Un des locataires de la culture de 700 plants de cannabis découverte le 19 mai dernier dans les combles de l’ancienne douane de Roche-d’Or (JU) s’est présenté aux forces de l’ordre. "Il a admis être l’auteur de cette plantation, en précisant qu’il en était à sa première expérience", indique Michel Saner, chef de la police judiciaire. Selon les enquêteurs, le propriétaire du site, domicilié en Suisse alémanique, ne serait pas impliqué dans cette affaire.

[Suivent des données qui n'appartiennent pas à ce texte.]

// ABOUTME: OpenID Connect surface: discovery metadata and JWKS exposure
// ABOUTME: Read-only over live configuration; recomputed per request, never cached
//
// Licensed under either of Apache License, Version 2.0 or MIT License at your option.

//! OIDC discovery and key-set exposure

/// Discovery metadata document and its generator
pub mod discovery;

/// JSON Web Key Set parsing and public-only filtering
pub mod jwks;

pub use discovery::{discovery_document, DiscoveryDocument};
pub use jwks::{jwks_public_keys, JsonWebKey, JsonWebKeySet, KeySource};
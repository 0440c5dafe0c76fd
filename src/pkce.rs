// ABOUTME: PKCE verifier and challenge generation per RFC 7636
// ABOUTME: Verifier entropy from the system RNG, S256 challenge via SHA-256 + base64url
//
// Licensed under either of Apache License, Version 2.0 or MIT License at your option.

//! Proof Key for Code Exchange (RFC 7636)
//!
//! Both halves of the computation live here so challenge derivation at
//! authorize time and re-derivation at token time are byte-identical. The
//! engine does not persist the verifier; holding it between the two
//! requests is the client's responsibility.

use crate::constants::oauth::PkceCodeChallengeMethod;
use crate::errors::{EngineError, EngineResult};
use base64::{engine::general_purpose::URL_SAFE_NO_PAD, Engine as _};
use ring::rand::{SecureRandom, SystemRandom};
use sha2::{Digest, Sha256};

/// Raw entropy drawn for a verifier; 50 bytes encode to 67 base64url
/// characters, inside the RFC 7636 §4.1 bounds of 43..=128
const VERIFIER_ENTROPY_BYTES: usize = 50;

/// Minimum verifier length after encoding (RFC 7636 §4.1)
pub const VERIFIER_MIN_LEN: usize = 43;

/// Maximum verifier length after encoding (RFC 7636 §4.1)
pub const VERIFIER_MAX_LEN: usize = 128;

/// Generate a high-entropy code verifier.
///
/// The result is drawn from the system RNG and base64url-encoded without
/// padding, so it uses only the unreserved character set
/// `[A-Za-z0-9-._~]` and lands inside the 43..=128 length bound. The
/// bound is asserted on the encoded output rather than assumed from the
/// encoding's expansion ratio.
///
/// # Errors
///
/// Returns [`EngineError::Internal`] if the system RNG fails, or if the
/// encoded verifier ever falls outside the RFC 7636 length bounds.
pub fn generate_code_verifier() -> EngineResult<String> {
    let rng = SystemRandom::new();
    let mut bytes = [0u8; VERIFIER_ENTROPY_BYTES];
    rng.fill(&mut bytes)
        .map_err(|_| EngineError::Internal("system rng unavailable".to_owned()))?;

    let verifier = URL_SAFE_NO_PAD.encode(bytes);
    if verifier.len() < VERIFIER_MIN_LEN || verifier.len() > VERIFIER_MAX_LEN {
        return Err(EngineError::Internal(format!(
            "code verifier length {} outside the 43..=128 bound",
            verifier.len()
        )));
    }
    Ok(verifier)
}

/// Derive the code challenge for a verifier.
///
/// `S256` computes `base64url(sha256(ascii(verifier)))` with no padding
/// (RFC 7636 §4.2); `PLAIN` returns the verifier unchanged. Pure and
/// deterministic, so the token-endpoint side re-derives exactly.
#[must_use]
pub fn generate_code_challenge(method: PkceCodeChallengeMethod, verifier: &str) -> String {
    match method {
        PkceCodeChallengeMethod::S256 => {
            let digest = Sha256::digest(verifier.as_bytes());
            URL_SAFE_NO_PAD.encode(digest)
        }
        PkceCodeChallengeMethod::Plain => verifier.to_owned(),
    }
}

#[cfg(test)]
mod tests {
    use super::*;

    fn is_unreserved(c: char) -> bool {
        c.is_ascii_alphanumeric() || matches!(c, '-' | '.' | '_' | '~')
    }

    #[test]
    fn test_verifier_length_and_charset() {
        for _ in 0..64 {
            let verifier = generate_code_verifier().unwrap();
            assert!(verifier.len() >= VERIFIER_MIN_LEN);
            assert!(verifier.len() <= VERIFIER_MAX_LEN);
            assert!(verifier.chars().all(is_unreserved));
        }
    }

    #[test]
    fn test_verifiers_are_unique() {
        let a = generate_code_verifier().unwrap();
        let b = generate_code_verifier().unwrap();
        assert_ne!(a, b);
    }

    #[test]
    fn test_plain_challenge_is_identity() {
        let verifier = "dBjftJeZ4CVP-mB92K27uhbUJU1p1r_wW1gFWFOEjXk";
        assert_eq!(
            generate_code_challenge(PkceCodeChallengeMethod::Plain, verifier),
            verifier
        );
    }

    #[test]
    fn test_s256_challenge_is_deterministic() {
        let verifier = "dBjftJeZ4CVP-mB92K27uhbUJU1p1r_wW1gFWFOEjXk";
        let first = generate_code_challenge(PkceCodeChallengeMethod::S256, verifier);
        let second = generate_code_challenge(PkceCodeChallengeMethod::S256, verifier);
        assert_eq!(first, second);
        assert_ne!(first, verifier);
    }

    #[test]
    fn test_s256_matches_rfc7636_appendix_b() {
        // Verifier and challenge from RFC 7636 appendix B
        let verifier = "dBjftJeZ4CVP-mB92K27uhbUJU1p1r_wW1gFWFOEjXk";
        assert_eq!(
            generate_code_challenge(PkceCodeChallengeMethod::S256, verifier),
            "E9Melhoa2OwvFrEMTJguCHaoeK1t8URWbuGJSstw-cM"
        );
    }
}
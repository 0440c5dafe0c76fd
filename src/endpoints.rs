// ABOUTME: Protocol endpoint surface: authorize, token, userinfo, jwks, discovery, logout
// ABOUTME: Plain struct over shared collaborators; every endpoint runs inside its pipeline
//
// Licensed under either of Apache License, Version 2.0 or MIT License at your option.

//! Protocol endpoints
//!
//! One [`ProtocolEndpoints`] value serves every endpoint kind; behavior
//! varies only by entry point, not by subtype. Each call resolves its
//! pipeline from the context, runs the pre-handle hooks (a veto aborts
//! with [`EngineError::PipelineBlocked`] before anything is committed),
//! executes the body against the engine components, then runs the
//! after-handle hooks in the same order.

use crate::callback::is_callback;
use crate::config::OAuthConfig;
use crate::constants::oauth::{GrantType, PkceCodeChallengeMethod, ResponseType};
use crate::constants::params;
use crate::context::EngineContext;
use crate::errors::{EngineError, EngineResult};
use crate::oidc::{discovery_document, jwks_public_keys, DiscoveryDocument};
use crate::pipeline::EndpointRequest;
use crate::pkce::{generate_code_challenge, generate_code_verifier};
use crate::response::{check_oauth_callback_request, check_oauth_response, ProviderResponse};
use crate::upstream::EndpointMethod;
use serde::Serialize;
use std::collections::HashMap;
use std::sync::Arc;
use tracing::{debug, info};
use url::Url;

/// Response payload returned to the host transport
#[derive(Debug, Clone, Serialize)]
pub struct EndpointResponse<T> {
    /// The endpoint's single data field
    pub data: T,
}

impl<T> EndpointResponse<T> {
    /// Wrap a payload
    #[must_use]
    pub const fn new(data: T) -> Self {
        Self { data }
    }
}

/// Outcome of the authorization endpoint
#[derive(Debug, Clone, Serialize)]
pub enum AuthorizeOutcome {
    /// Initiation leg: send the user agent to the authorization URL
    Redirect {
        /// Fully assembled authorization URL
        url: String,
        /// State nonce bound in the cache for the callback
        state: String,
        /// PKCE verifier the client must hold until token exchange
        code_verifier: Option<String>,
    },
    /// Callback leg: parameters verified and classified
    Callback {
        /// Authorization code, code flow
        code: Option<String>,
        /// Access token, implicit flow
        access_token: Option<String>,
    },
}

/// Shared endpoint surface over the engine context
#[derive(Clone)]
pub struct ProtocolEndpoints {
    ctx: Arc<EngineContext>,
}

impl ProtocolEndpoints {
    /// Create the endpoint surface
    #[must_use]
    pub const fn new(ctx: Arc<EngineContext>) -> Self {
        Self { ctx }
    }

    /// The shared context
    #[must_use]
    pub fn context(&self) -> &EngineContext {
        &self.ctx
    }

    /// Authorization endpoint.
    ///
    /// Validates the configuration, classifies the request, and either
    /// starts a flow (fresh state nonce, optional PKCE pair, assembled
    /// authorization URL) or verifies a callback (error parameters, then
    /// exact-match state).
    ///
    /// # Errors
    ///
    /// [`EngineError::PipelineBlocked`] on a pre-handle veto,
    /// [`EngineError::InvalidConfiguration`] on an illegal configuration,
    /// [`EngineError::UpstreamProtocol`] when the callback carries an
    /// error parameter, and [`EngineError::IllegalState`] on a state
    /// mismatch.
    pub async fn authorize(
        &self,
        request: &EndpointRequest,
        config: &OAuthConfig,
    ) -> EngineResult<EndpointResponse<AuthorizeOutcome>> {
        let pipeline = &self.ctx.pipelines().authorize;
        if !pipeline.pre_handle(request, &()).await? {
            return Err(blocked("authorize"));
        }

        config.validate()?;

        let outcome = if is_callback(request, config) {
            check_oauth_callback_request(
                request.param(params::ERROR),
                request.param(params::ERROR_DESCRIPTION),
                "authorization callback carried an error: ",
            )?;
            let state = request.param(params::STATE).unwrap_or_default();
            self.ctx
                .state()
                .check(state, &config.client_id, config.verify_state)
                .await?;
            debug!(client_id = %config.client_id, "authorization callback verified");
            AuthorizeOutcome::Callback {
                code: request.param(params::CODE).map(str::to_owned),
                access_token: request.param(params::ACCESS_TOKEN).map(str::to_owned),
            }
        } else {
            let state = self
                .ctx
                .state()
                .issue(&config.client_id, self.ctx.config().state_ttl)
                .await?;
            let code_verifier = if config.enable_pkce && config.response_type == ResponseType::Code
            {
                Some(generate_code_verifier()?)
            } else {
                None
            };
            let url = build_authorize_url(request, config, &state, code_verifier.as_deref())?;
            debug!(client_id = %config.client_id, "authorization flow initiated");
            AuthorizeOutcome::Redirect {
                url,
                state,
                code_verifier,
            }
        };

        pipeline.after_handle(request, &()).await?;
        Ok(EndpointResponse::new(outcome))
    }

    /// Token endpoint.
    ///
    /// Assembles the grant-specific parameter set, calls the upstream
    /// token URL, and normalizes the response.
    ///
    /// # Errors
    ///
    /// [`EngineError::PipelineBlocked`] on a pre-handle veto,
    /// [`EngineError::InvalidConfiguration`] on an illegal configuration
    /// or a grant that does not use the token endpoint, and
    /// [`EngineError::UpstreamProtocol`] on a failed exchange.
    pub async fn token(
        &self,
        request: &EndpointRequest,
        config: &OAuthConfig,
    ) -> EngineResult<EndpointResponse<ProviderResponse>> {
        let pipeline = &self.ctx.pipelines().token;
        if !pipeline.pre_handle(request, &()).await? {
            return Err(blocked("token"));
        }

        config.validate()?;
        let form = token_params(request, config)?;

        let response = self
            .ctx
            .upstream()
            .request(EndpointMethod::Post, &config.token_url, &form, None)
            .await?;
        check_oauth_response(Some(&response), "token request failed: ")?;
        info!(client_id = %config.client_id, grant = %config.grant_type, "token issued");

        pipeline.after_handle(request, &()).await?;
        Ok(EndpointResponse::new(response))
    }

    /// Userinfo endpoint.
    ///
    /// # Errors
    ///
    /// [`EngineError::PipelineBlocked`] on a pre-handle veto,
    /// [`EngineError::IllegalState`] when no access token accompanies the
    /// request, and [`EngineError::UpstreamProtocol`] on a failed or
    /// error-carrying response.
    pub async fn userinfo(
        &self,
        request: &EndpointRequest,
        config: &OAuthConfig,
    ) -> EngineResult<EndpointResponse<ProviderResponse>> {
        let pipeline = &self.ctx.pipelines().userinfo;
        if !pipeline.pre_handle(request, &()).await? {
            return Err(blocked("userinfo"));
        }

        let token = request
            .param(params::ACCESS_TOKEN)
            .filter(|t| !t.is_empty())
            .ok_or_else(|| {
                EngineError::IllegalState("userinfo request requires an access token".to_owned())
            })?;

        let response = self
            .ctx
            .upstream()
            .request(
                EndpointMethod::Get,
                &config.userinfo_url,
                &HashMap::new(),
                Some(token),
            )
            .await?;
        check_oauth_response(Some(&response), "userinfo request failed: ")?;

        pipeline.after_handle(request, &()).await?;
        Ok(EndpointResponse::new(response))
    }

    /// JWKS endpoint: the public key set for `identity`.
    ///
    /// # Errors
    ///
    /// [`EngineError::PipelineBlocked`] on a pre-handle veto and
    /// [`EngineError::InvalidJwks`] on malformed key material.
    pub async fn jwks(
        &self,
        request: &EndpointRequest,
        identity: &str,
    ) -> EngineResult<EndpointResponse<String>> {
        let pipeline = &self.ctx.pipelines().jwks;
        if !pipeline.pre_handle(request, &()).await? {
            return Err(blocked("jwks"));
        }

        let keys = jwks_public_keys(identity, self.ctx.keys()).await?;

        pipeline.after_handle(request, &()).await?;
        Ok(EndpointResponse::new(keys))
    }

    /// Discovery endpoint: the metadata document, rebuilt per request.
    #[must_use]
    pub fn discovery(&self, request: &EndpointRequest) -> DiscoveryDocument {
        discovery_document(request, &self.ctx)
    }

    /// Logout endpoint.
    ///
    /// Runs the logout pipeline with the current user as payload. A veto
    /// aborts before the session is touched; on success the user binding
    /// is removed, the session invalidated, and the post-logout redirect
    /// target returned.
    ///
    /// # Errors
    ///
    /// [`EngineError::PipelineBlocked`] on a pre-handle veto; session
    /// collaborator failures propagate unchanged.
    pub async fn logout(
        &self,
        request: &EndpointRequest,
    ) -> EngineResult<EndpointResponse<String>> {
        let pipeline = &self.ctx.pipelines().logout;
        let user = self
            .ctx
            .sessions()
            .user(request)
            .await?
            .unwrap_or_default();

        if !pipeline.pre_handle(request, &user).await? {
            return Err(EngineError::PipelineBlocked(
                "logout pipeline pre-handle returned false, the process is blocked".to_owned(),
            ));
        }

        self.ctx.sessions().remove_user(request).await?;
        self.ctx.sessions().invalidate(request).await?;
        info!(username = %user.username, "user session terminated");

        pipeline.after_handle(request, &user).await?;
        Ok(EndpointResponse::new(
            self.ctx.urls().logout_redirect_url(request),
        ))
    }
}

fn blocked(endpoint: &str) -> EngineError {
    EngineError::PipelineBlocked(format!(
        "{endpoint} pipeline pre-handle returned false, the process is blocked"
    ))
}

/// Assemble the front-channel authorization URL for an initiation request
fn build_authorize_url(
    request: &EndpointRequest,
    config: &OAuthConfig,
    state: &str,
    code_verifier: Option<&str>,
) -> EngineResult<String> {
    let mut url = Url::parse(&config.authorization_url).map_err(|e| {
        EngineError::InvalidConfiguration(format!(
            "authorizationUrl `{}` is not a valid URL: {e}",
            config.authorization_url
        ))
    })?;

    {
        let mut query = url.query_pairs_mut();
        query.append_pair(params::RESPONSE_TYPE, config.response_type.as_str());
        query.append_pair(params::CLIENT_ID, &config.client_id);
        query.append_pair(params::STATE, state);
        if let Some(redirect_uri) = request.param(params::REDIRECT_URI) {
            query.append_pair(params::REDIRECT_URI, redirect_uri);
        }
        if let Some(scope) = config.scope_param() {
            query.append_pair(params::SCOPE, &scope);
        }
        if let Some(verifier) = code_verifier {
            let method = PkceCodeChallengeMethod::S256;
            query.append_pair(
                params::CODE_CHALLENGE,
                &generate_code_challenge(method, verifier),
            );
            query.append_pair(params::CODE_CHALLENGE_METHOD, method.as_str());
        }
    }
    Ok(url.into())
}

/// Grant-specific parameter set for the token endpoint
fn token_params(
    request: &EndpointRequest,
    config: &OAuthConfig,
) -> EngineResult<HashMap<String, String>> {
    let mut form = HashMap::new();
    form.insert(
        params::GRANT_TYPE.to_owned(),
        config.grant_type.as_str().to_owned(),
    );
    form.insert(params::CLIENT_ID.to_owned(), config.client_id.clone());
    if !config.client_secret.is_empty() {
        form.insert(
            params::CLIENT_SECRET.to_owned(),
            config.client_secret.clone(),
        );
    }

    match config.grant_type {
        GrantType::AuthorizationCode => {
            let code = request
                .param(params::CODE)
                .filter(|c| !c.is_empty())
                .ok_or_else(|| {
                    EngineError::IllegalState(
                        "token exchange requires the authorization code from the callback"
                            .to_owned(),
                    )
                })?;
            form.insert(params::CODE.to_owned(), code.to_owned());
            if let Some(redirect_uri) = request.param(params::REDIRECT_URI) {
                form.insert(params::REDIRECT_URI.to_owned(), redirect_uri.to_owned());
            }
            if let Some(verifier) = request.param(params::CODE_VERIFIER) {
                form.insert(params::CODE_VERIFIER.to_owned(), verifier.to_owned());
            }
        }
        GrantType::Password => {
            form.insert(
                params::USERNAME.to_owned(),
                config.username.clone().unwrap_or_default(),
            );
            form.insert(
                params::PASSWORD.to_owned(),
                config.password.clone().unwrap_or_default(),
            );
            if let Some(scope) = config.scope_param() {
                form.insert(params::SCOPE.to_owned(), scope);
            }
        }
        GrantType::ClientCredentials => {
            if let Some(scope) = config.scope_param() {
                form.insert(params::SCOPE.to_owned(), scope);
            }
        }
        GrantType::Implicit => {
            return Err(EngineError::InvalidConfiguration(
                "the implicit flow does not use the token endpoint".to_owned(),
            ));
        }
    }
    Ok(form)
}
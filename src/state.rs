// ABOUTME: CSRF state nonce issuing and validation against the shared cache
// ABOUTME: Binds an opaque nonce to a client identity; exact-match comparison only
//
// Licensed under either of Apache License, Version 2.0 or MIT License at your option.

//! CSRF/state validation
//!
//! An authorize request issues a fresh opaque nonce bound to the client id
//! in the shared cache; the callback must present the identical value.
//! Comparison is exact-match, never prefix or substring, and a matched
//! nonce is deleted so it cannot be replayed.

use crate::cache::StateCache;
use crate::errors::{EngineError, EngineResult};
use base64::{engine::general_purpose::URL_SAFE_NO_PAD, Engine as _};
use ring::rand::{SecureRandom, SystemRandom};
use std::sync::Arc;
use std::time::Duration;
use tracing::{debug, warn};

/// Entropy drawn for a state nonce
const NONCE_BYTES: usize = 32;

/// Issues and checks state nonces against the host-supplied cache
#[derive(Clone)]
pub struct StateManager {
    cache: Arc<dyn StateCache>,
    key_prefix: String,
}

impl StateManager {
    /// Create a manager over `cache`, deriving keys as `key_prefix + clientId`
    #[must_use]
    pub fn new(cache: Arc<dyn StateCache>, key_prefix: impl Into<String>) -> Self {
        Self {
            cache,
            key_prefix: key_prefix.into(),
        }
    }

    fn cache_key(&self, client_id: &str) -> String {
        format!("{}{client_id}", self.key_prefix)
    }

    /// Issue a fresh nonce for `client_id` and bind it in the cache.
    ///
    /// A second authorize for the same client overwrites the previous
    /// nonce; last-write-wins is the intended semantics.
    ///
    /// # Errors
    ///
    /// Returns [`EngineError::Internal`] if the RNG or the cache write fails.
    pub async fn issue(&self, client_id: &str, ttl: Duration) -> EngineResult<String> {
        let rng = SystemRandom::new();
        let mut bytes = [0u8; NONCE_BYTES];
        rng.fill(&mut bytes)
            .map_err(|_| EngineError::Internal("system rng unavailable".to_owned()))?;
        let state = URL_SAFE_NO_PAD.encode(bytes);

        self.cache
            .put(&self.cache_key(client_id), &state, ttl)
            .await?;
        debug!(client_id, "issued state nonce");
        Ok(state)
    }

    /// Check a callback's state nonce against the cached binding.
    ///
    /// A no-op when `verify_state` is false (flows that do not round-trip
    /// a state value). Otherwise the supplied state must exactly equal
    /// the cached entry for the client; the entry is deleted on a match
    /// so a nonce is single-use.
    ///
    /// # Errors
    ///
    /// Returns [`EngineError::IllegalState`] when `state` or `client_id`
    /// is empty, when the cache holds no entry for the client, or when
    /// the cached value differs from the supplied state.
    pub async fn check(&self, state: &str, client_id: &str, verify_state: bool) -> EngineResult<()> {
        if !verify_state {
            return Ok(());
        }
        if state.is_empty() || client_id.is_empty() {
            return Err(EngineError::IllegalState(
                "state and clientId must be present".to_owned(),
            ));
        }

        let key = self.cache_key(client_id);
        let cached = self.cache.get(&key).await?;
        match cached {
            Some(cached) if cached == state => {
                self.cache.delete(&key).await?;
                debug!(client_id, "state nonce verified");
                Ok(())
            }
            Some(_) => {
                warn!(client_id, "state nonce mismatch on callback");
                Err(EngineError::IllegalState(
                    "state does not match the issued nonce".to_owned(),
                ))
            }
            None => {
                warn!(client_id, "no state nonce bound for client");
                Err(EngineError::IllegalState(
                    "no state nonce bound for client".to_owned(),
                ))
            }
        }
    }
}
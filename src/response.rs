// ABOUTME: Provider response normalization into typed success/error outcomes
// ABOUTME: The single chokepoint through which all provider error signaling passes
//
// Licensed under either of Apache License, Version 2.0 or MIT License at your option.

//! Response normalization
//!
//! Upstream and callback error signaling is interpreted here and nowhere
//! else: no endpoint reads raw `error` fields directly. Failures preserve
//! the caller's context, the upstream `error_description`, and the raw
//! response for diagnosability.

use crate::constants::params;
use crate::errors::{EngineError, EngineResult};
use serde_json::{Map, Value};
use std::fmt;

/// An ordered key/value mapping decoded from an endpoint response body.
///
/// Ephemeral: produced per call and never persisted.
#[derive(Debug, Clone, Default, PartialEq)]
pub struct ProviderResponse(Map<String, Value>);

impl ProviderResponse {
    /// Decode a JSON object body
    ///
    /// # Errors
    ///
    /// Returns [`EngineError::UpstreamProtocol`] when the body is not a
    /// JSON object
    pub fn from_json(body: &str) -> EngineResult<Self> {
        let value: Value = serde_json::from_str(body).map_err(|e| {
            EngineError::UpstreamProtocol(format!("response body is not valid JSON: {e}"))
        })?;
        match value {
            Value::Object(map) => Ok(Self(map)),
            other => Err(EngineError::UpstreamProtocol(format!(
                "response body is not a JSON object: {other}"
            ))),
        }
    }

    /// Wrap an already-decoded JSON object
    #[must_use]
    pub fn from_map(map: Map<String, Value>) -> Self {
        Self(map)
    }

    /// Whether the response carries no fields at all
    #[must_use]
    pub fn is_empty(&self) -> bool {
        self.0.is_empty()
    }

    /// A field rendered as a string, `None` when absent or null
    #[must_use]
    pub fn get_str(&self, key: &str) -> Option<String> {
        match self.0.get(key) {
            None | Some(Value::Null) => None,
            Some(Value::String(s)) => Some(s.clone()),
            Some(other) => Some(other.to_string()),
        }
    }

    /// The raw field value, when present
    #[must_use]
    pub fn get(&self, key: &str) -> Option<&Value> {
        self.0.get(key)
    }

    /// The upstream `error` field, when present and non-empty
    #[must_use]
    pub fn error(&self) -> Option<String> {
        self.get_str(params::ERROR).filter(|e| !e.is_empty())
    }

    /// The upstream `error_description` field, when present
    #[must_use]
    pub fn error_description(&self) -> Option<String> {
        self.get_str(params::ERROR_DESCRIPTION)
    }
}

impl fmt::Display for ProviderResponse {
    fn fmt(&self, f: &mut fmt::Formatter<'_>) -> fmt::Result {
        write!(f, "{}", Value::Object(self.0.clone()))
    }
}

impl From<Map<String, Value>> for ProviderResponse {
    fn from(map: Map<String, Value>) -> Self {
        Self(map)
    }
}

/// Fail when an upstream response is absent, empty, or carries an error.
///
/// The error message concatenates `context`, the upstream
/// `error_description`, and the raw response.
///
/// # Errors
///
/// Returns [`EngineError::UpstreamProtocol`] on an absent/empty response
/// or a non-empty `error` field.
pub fn check_oauth_response(
    response: Option<&ProviderResponse>,
    context: &str,
) -> EngineResult<()> {
    let Some(response) = response.filter(|r| !r.is_empty()) else {
        return Err(EngineError::UpstreamProtocol(context.to_owned()));
    };
    if response.error().is_some() {
        let description = response.error_description().unwrap_or_default();
        return Err(EngineError::UpstreamProtocol(format!(
            "{context}{description} {response}"
        )));
    }
    Ok(())
}

/// Fail when the callback request itself carries a non-empty error
/// parameter, independent of any upstream call.
///
/// # Errors
///
/// Returns [`EngineError::UpstreamProtocol`] carrying `context` and the
/// callback's `error_description`.
pub fn check_oauth_callback_request(
    error: Option<&str>,
    error_description: Option<&str>,
    context: &str,
) -> EngineResult<()> {
    if error.is_some_and(|e| !e.is_empty()) {
        let description = error_description.unwrap_or_default();
        return Err(EngineError::UpstreamProtocol(format!(
            "{context}{description}"
        )));
    }
    Ok(())
}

Le site bénéficiait d’un système sophistiqué d’irrigation et de ventilation. L’installation d’hydroculture était des plus modernes. Des conduites électriques de 380 volts avaient été tirées, qui favorisaient l’ensoleillement artificiel diffusé par des lampes halogènes. Autre aménagement pour que, de l’extérieur, on ne puisse déceler l’odeur de "chichon" : le conduit de la cheminée avait été élargi à 40 cm, favorisant ainsi une aération par le haut. Le revenu de cette culture, si l’on tient compte de quatre récoltes par an, est évalué à plus de 1,5 million de francs.
Le producteur a été remis en liberté et l’enquête se poursuit. Le bâtiment perquisitionné est d’un point de vue stratégique merveilleusement situé : à trois mètres de la frontière et à une dizaine de mètres de la route exclusivement sur territoire français qui relie Montancy à Montursin.
Comme il n’y a pas d’accès carrossable de la Suisse, le va-et-vient des locataires et des hôtes de l’ancienne douane suisse se faisait... par la France.